>>>>
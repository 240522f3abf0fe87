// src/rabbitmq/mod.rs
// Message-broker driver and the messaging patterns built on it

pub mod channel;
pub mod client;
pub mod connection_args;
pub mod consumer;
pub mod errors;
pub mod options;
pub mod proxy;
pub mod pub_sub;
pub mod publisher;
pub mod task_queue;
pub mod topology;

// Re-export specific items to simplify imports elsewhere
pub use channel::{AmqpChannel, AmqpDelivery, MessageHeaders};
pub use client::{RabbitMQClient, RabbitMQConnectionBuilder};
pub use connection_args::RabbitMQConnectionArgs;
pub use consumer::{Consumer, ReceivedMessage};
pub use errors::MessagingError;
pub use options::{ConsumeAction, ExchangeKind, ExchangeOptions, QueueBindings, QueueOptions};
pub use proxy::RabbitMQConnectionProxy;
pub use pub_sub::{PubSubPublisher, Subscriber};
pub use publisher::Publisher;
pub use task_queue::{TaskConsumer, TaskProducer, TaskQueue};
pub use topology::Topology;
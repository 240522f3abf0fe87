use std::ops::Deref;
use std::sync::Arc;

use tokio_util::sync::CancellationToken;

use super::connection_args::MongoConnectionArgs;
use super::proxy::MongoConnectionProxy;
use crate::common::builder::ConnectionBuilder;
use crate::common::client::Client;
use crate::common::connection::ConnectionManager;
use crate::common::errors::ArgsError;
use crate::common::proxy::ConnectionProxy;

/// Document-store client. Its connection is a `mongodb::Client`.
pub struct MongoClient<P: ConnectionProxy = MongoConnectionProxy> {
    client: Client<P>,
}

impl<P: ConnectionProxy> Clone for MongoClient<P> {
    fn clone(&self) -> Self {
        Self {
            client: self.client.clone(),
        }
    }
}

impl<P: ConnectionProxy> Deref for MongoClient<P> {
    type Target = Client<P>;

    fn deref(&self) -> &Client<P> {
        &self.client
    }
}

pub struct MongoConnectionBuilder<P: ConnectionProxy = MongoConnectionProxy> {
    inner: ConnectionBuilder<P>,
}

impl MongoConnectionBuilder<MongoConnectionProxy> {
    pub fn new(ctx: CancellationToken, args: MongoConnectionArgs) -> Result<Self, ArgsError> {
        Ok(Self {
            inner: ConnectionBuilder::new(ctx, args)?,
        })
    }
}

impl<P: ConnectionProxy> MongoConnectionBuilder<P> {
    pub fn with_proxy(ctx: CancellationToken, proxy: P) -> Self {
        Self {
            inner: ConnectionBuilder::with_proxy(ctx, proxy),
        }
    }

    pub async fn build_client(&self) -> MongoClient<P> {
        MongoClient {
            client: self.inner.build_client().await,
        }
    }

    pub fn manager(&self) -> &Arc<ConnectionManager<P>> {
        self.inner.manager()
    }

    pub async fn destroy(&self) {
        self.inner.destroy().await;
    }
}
<<<<
Your answer should be a single number: the count of lines in the listing that hold "MongoClient".

▶ [Exercise answer] 5